Te playfully socks me but then pauses to look down sadly at her own fist. I’m suddenly reminded that Teuila once felt trauma at roughhousing with me, a favorite activity of hers. I think that was way back in Fire Biome, our first time there. We worked through that, but she still carried the burden of that pain for at least a while longer. She was afraid that I would become re-traumatized by her, and retreat from reality for a long period again. She begged me not to leave her. It was the most vulnerable she had ever been with me at the time. When our bodies purged the majority of the Radiance from our systems, and we temporarily lost our telepathic bond, Teuila thought I was punishing her, losing faith and trust in her. Thankfully it didn’t take much to convince her that I would never do such a thing. She had a brief period of self-doubt is all.

When she was manipulated into attacking me near the river, when her Valkyrie form seemed to not respond properly for her, she subconsciously shut down our mental link.
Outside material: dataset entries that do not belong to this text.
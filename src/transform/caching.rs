//! Registry-driven rewriting: staleness analysis and write/read injection.
//!
//! Every stored node is replaced by a write-then-read pair so that
//! consumers observe exactly what the store round-trips. Fresh pairs elide
//! the write, leaving a bare read; stale sourced nodes get a barrier that
//! collects their dependencies ahead of the read.

use std::sync::OnceLock;

use chrono::{DateTime, Utc};
use petgraph::stable_graph::NodeIndex;
use petgraph::visit::EdgeRef;
use petgraph::Direction;
use rustc_hash::{FxHashMap, FxHashSet};
use tracing::debug;

use super::pruning::{prune_plan, prune_source_literals};
use crate::errors::{CallError, RunError};
use crate::execution::{
    run_function_on_graph, NodeFailure, PoolError, PoolOptions, QueueStrategy, RetryPolicy,
};
use crate::func::{Signature, SymFn};
use crate::graph::{distinct_predecessors, EdgeKind, Node};
use crate::plan::Plan;
use crate::registry::{Registry, RegistryEntry};
use crate::value::Value;

pub(crate) struct StaleCheckOptions<'a> {
    pub worker_count: usize,
    pub retry: &'a dyn RetryPolicy,
    pub fresh_time: Option<DateTime<Utc>>,
}

struct StaleSlot {
    stale: OnceLock<()>,
    modified_time: OnceLock<Option<DateTime<Utc>>>,
}

impl StaleSlot {
    fn new() -> Self {
        Self {
            stale: OnceLock::new(),
            modified_time: OnceLock::new(),
        }
    }

    fn is_stale(&self) -> bool {
        self.stale.get().is_some()
    }

    fn modified_time(&self) -> Option<DateTime<Utc>> {
        self.modified_time.get().copied().flatten()
    }
}

/// Decide which registry nodes must re-execute.
///
/// Walks the graph in topological order, propagating the maximum stored
/// modified time seen among ancestors. A stored node is stale when its
/// store has no modified time, or when `max(ancestor times, fresh_time)`
/// is strictly newer than its own; equal timestamps are fresh. A sourced
/// node with no timestamped ancestors ignores `fresh_time` (there is no
/// write that could refresh it).
fn stale_nodes(
    plan: &Plan,
    registry: &Registry,
    options: &StaleCheckOptions<'_>,
) -> Result<FxHashSet<NodeIndex>, RunError> {
    let mut working = plan.clone();
    prune_source_literals(
        &mut working,
        Some(&|index| !registry.contains(working_node(plan, index))),
    );

    let slots: FxHashMap<NodeIndex, StaleSlot> = working
        .graph
        .node_indices()
        .map(|index| (index, StaleSlot::new()))
        .collect();

    let working_ref = &working;
    let slots_ref = &slots;
    let process = |index: NodeIndex| -> Result<(), NodeFailure> {
        let slot = &slots_ref[&index];
        let predecessors = distinct_predecessors(&working_ref.graph, index);
        if predecessors.iter().any(|pred| slots_ref[pred].is_stale()) {
            let _ = slot.stale.set(());
            return Ok(());
        }

        let max_ancestor_time = predecessors
            .iter()
            .filter_map(|pred| slots_ref[pred].modified_time())
            .max();
        let Some(entry) = registry.entry(working_node(plan, index)) else {
            let _ = slot.modified_time.set(max_ancestor_time);
            return Ok(());
        };

        let modified_time = crate::execution::retry_loop(
            options.retry,
            || entry.store.get_modified_time(),
            |_attempt| {},
        )
        .map_err(|error| NodeFailure { node: index, error })?;
        let Some(modified_time) = modified_time else {
            let _ = slot.stale.set(());
            return Ok(());
        };

        let applies = max_ancestor_time.is_some() || !entry.is_source;
        let threshold = max_ancestor_time.max(options.fresh_time);
        if applies && threshold.is_some_and(|t| t > modified_time) {
            let _ = slot.stale.set(());
            return Ok(());
        }
        let _ = slot.modified_time.set(Some(modified_time));
        Ok(())
    };

    let result = run_function_on_graph(
        &working.graph,
        &process,
        PoolOptions {
            worker_count: options.worker_count,
            max_errors: Some(1),
            strategy: QueueStrategy::Fifo,
            on_scheduled: None,
        },
    );
    match result {
        Ok(()) => {}
        Err(PoolError::Cycle) => return Err(RunError::Cycle),
        Err(PoolError::Node(failure)) => {
            let data = &working.graph[failure.node];
            return Err(RunError::Call(CallError {
                fn_name: data.label(),
                scope: data.full_scope(),
                call_site: data.call_site,
                source: failure.error,
            }));
        }
    }

    let stale: FxHashSet<NodeIndex> = slots
        .into_iter()
        .filter(|(_, slot)| slot.is_stale())
        .map(|(index, _)| index)
        .collect();
    debug!(stale = stale.len(), "stale check complete");
    Ok(stale)
}

fn working_node(plan: &Plan, index: NodeIndex) -> Node {
    Node {
        lineage: plan.lineage,
        index,
    }
}

fn read_fn(entry: &RegistryEntry) -> SymFn {
    let store = entry.store.clone();
    SymFn::new("read", Signature::new(Vec::new()), move |_| store.read())
}

fn write_fn(entry: &RegistryEntry) -> SymFn {
    let store = entry.store.clone();
    SymFn::new(
        "write",
        Signature::positional(["value"]),
        move |input| {
            let value = input.arg(0).cloned().unwrap_or(Value::Null);
            store.write(&value)?;
            Ok(Value::Null)
        },
    )
}

/// Insert the write/read pair for one registry node and redirect its
/// consumers. Returns the write (or barrier) node, if any, and the read.
fn add_value_store(
    plan: &mut Plan,
    node: Node,
    entry: &RegistryEntry,
    is_stale: bool,
) -> (Option<Node>, Node) {
    let full_scope = plan.graph[node.index].full_scope();
    let out_edges: Vec<(petgraph::stable_graph::EdgeIndex, NodeIndex, EdgeKind)> = plan
        .graph
        .edges_directed(node.index, Direction::Outgoing)
        .map(|edge| (edge.id(), edge.target(), edge.weight().clone()))
        .collect();

    let read = plan.call_with_args(entry.call_site, &read_fn(entry), Vec::new(), Vec::new());
    plan.graph[read.index].scope = full_scope.clone();

    let write = if is_stale {
        let write = if entry.is_source {
            // A barrier collecting the source's dependencies; it has no
            // work of its own.
            let barrier = plan.lit_at(entry.call_site, Value::Null);
            for predecessor in distinct_predecessors(&plan.graph, node.index) {
                plan.graph
                    .add_edge(predecessor, barrier.index, EdgeKind::Dependency);
            }
            barrier
        } else {
            plan.call_with_args(entry.call_site, &write_fn(entry), vec![node], Vec::new())
        };
        plan.graph[write.index].scope = full_scope;
        plan.graph
            .add_edge(write.index, read.index, EdgeKind::Dependency);
        Some(write)
    } else {
        None
    };

    for (edge, target, kind) in out_edges {
        plan.graph.remove_edge(edge);
        if kind.is_value() {
            plan.graph.add_edge(read.index, target, kind);
        } else if let Some(write) = write {
            plan.graph.add_edge(write.index, target, EdgeKind::Dependency);
        }
    }

    (write, read)
}

/// Rewrite the logical plan into a physical plan against the registry.
///
/// Returns the physical plan and the redirected output node: if the
/// requested output is itself stored, consumers (and the caller) receive
/// the read node's value.
pub(crate) fn plan_with_value_stores(
    plan: &Plan,
    registry: &Registry,
    output: Option<Node>,
    options: &StaleCheckOptions<'_>,
) -> Result<(Plan, Option<Node>), RunError> {
    for (node, _) in registry.entries() {
        plan.check_node(node).map_err(RunError::Plan)?;
    }

    let stale = stale_nodes(plan, registry, options)?;
    let mut physical = plan.clone();

    let mut read_lookup: FxHashMap<Node, Node> = FxHashMap::default();
    let mut required: Vec<Node> = Vec::new();
    for (node, entry) in registry.entries() {
        let is_stale = stale.contains(&node.index);
        let (write, read) = add_value_store(&mut physical, node, entry, is_stale);
        if let Some(write) = write {
            required.push(write);
        }
        read_lookup.insert(node, read);
    }

    let output = output.map(|node| read_lookup.get(&node).copied().unwrap_or(node));
    prune_plan(&mut physical, required, output);
    debug!(
        nodes = physical.graph.node_count(),
        "physical plan prepared"
    );
    Ok((physical, output))
}

/// Rewrite every registry node as if it were stale, without querying any
/// store and without pruning. Rendering uses this to show the complete
/// physical structure with no I/O.
pub(crate) fn plan_with_value_stores_unpruned(
    plan: &Plan,
    registry: &Registry,
) -> Result<Plan, RunError> {
    for (node, _) in registry.entries() {
        plan.check_node(node).map_err(RunError::Plan)?;
    }
    let mut physical = plan.clone();
    for (node, entry) in registry.entries() {
        add_value_store(&mut physical, node, entry, true);
    }
    Ok(physical)
}
//! Parallel execution of physical plans.

mod greedy;
mod physical;
mod pool;
mod queue;

pub(crate) use physical::{run_physical, ExecOptions};
pub(crate) use pool::{
    default_worker_count, run_function_on_graph, NodeFailure, PoolError, PoolOptions,
};
pub(crate) use queue::QueueStrategy;

/// Chooses which ready node a worker picks up next.
///
/// This affects only throughput and memory pressure, never results: any
/// strategy observes the same happens-before edges.
#[derive(Debug, Clone, Copy, PartialEq, Eq, Default)]
pub enum Scheduler {
    /// Finish parts of the plan before starting others, by prioritizing
    /// each pseudo-sink and its ancestors in topological order.
    #[default]
    Greedy,
    /// Pick a uniformly random ready node.
    Random,
}

/// Decides whether a failed unit of work should be attempted again.
///
/// The policy wraps user calls and store operations alike; an error only
/// counts against the run's error limit once the policy gives up.
pub trait RetryPolicy: Send + Sync {
    /// `attempt` is the 1-based number of the attempt that just failed.
    fn should_retry(&self, attempt: u32, error: &anyhow::Error) -> bool;
}

/// Attempts each unit of work a fixed number of times.
#[derive(Debug, Clone, Copy)]
pub struct LimitedAttempts {
    attempts: u32,
}

impl LimitedAttempts {
    pub fn new(attempts: u32) -> Self {
        Self {
            attempts: attempts.max(1),
        }
    }
}

impl Default for LimitedAttempts {
    fn default() -> Self {
        Self::new(1)
    }
}

impl RetryPolicy for LimitedAttempts {
    fn should_retry(&self, attempt: u32, _error: &anyhow::Error) -> bool {
        attempt < self.attempts
    }
}

pub(crate) fn retry_loop<T>(
    policy: &dyn RetryPolicy,
    mut attempt_fn: impl FnMut() -> anyhow::Result<T>,
    mut on_retry: impl FnMut(u32),
) -> anyhow::Result<T> {
    let mut attempt = 1u32;
    loop {
        match attempt_fn() {
            Ok(value) => return Ok(value),
            Err(error) => {
                if policy.should_retry(attempt, &error) {
                    attempt += 1;
                    on_retry(attempt);
                } else {
                    return Err(error);
                }
            }
        }
    }
}

#[cfg(test)]
mod tests {
    use super::*;

    #[test]
    fn limited_attempts_retries_until_exhausted() {
        let policy = LimitedAttempts::new(3);
        let mut calls = 0u32;
        let mut retries = Vec::new();
        let result: anyhow::Result<()> = retry_loop(
            &policy,
            || {
                calls += 1;
                anyhow::bail!("always fails")
            },
            |attempt| retries.push(attempt),
        );
        assert!(result.is_err());
        assert_eq!(calls, 3);
        assert_eq!(retries, vec![2, 3]);
    }

    #[test]
    fn retry_loop_returns_the_first_success() {
        let policy = LimitedAttempts::new(3);
        let mut calls = 0u32;
        let result = retry_loop(
            &policy,
            || {
                calls += 1;
                if calls < 2 {
                    anyhow::bail!("flaky")
                }
                Ok(calls)
            },
            |_| {},
        );
        assert_eq!(result.expect("succeeds"), 2);
    }
}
She was likely panicking, railing against the fear that I would backslide into being traumatized by her. She could feel me sliding into that trauma-space at the end of the confrontation, when Luna had separated us. My mind had begun to set the neurological links between Teuila and my strongest triggers of panic and trauma once again. She snapped me out of it just in time.

I’ve relied on Teuila to accept my love, to constantly support me during my short life. I’ve relied on her to accept how hard it is to love me, to fight through my panic and traumas and burdens and self-doubt. She comes through time and time again. My first love, My-Wings. Now I’m relying on her to set up a communication method and keep us out of reach of a deadly water god. I am completely unfair to her, I don’t deserve her love and I don’t know how to become worthy of her affection.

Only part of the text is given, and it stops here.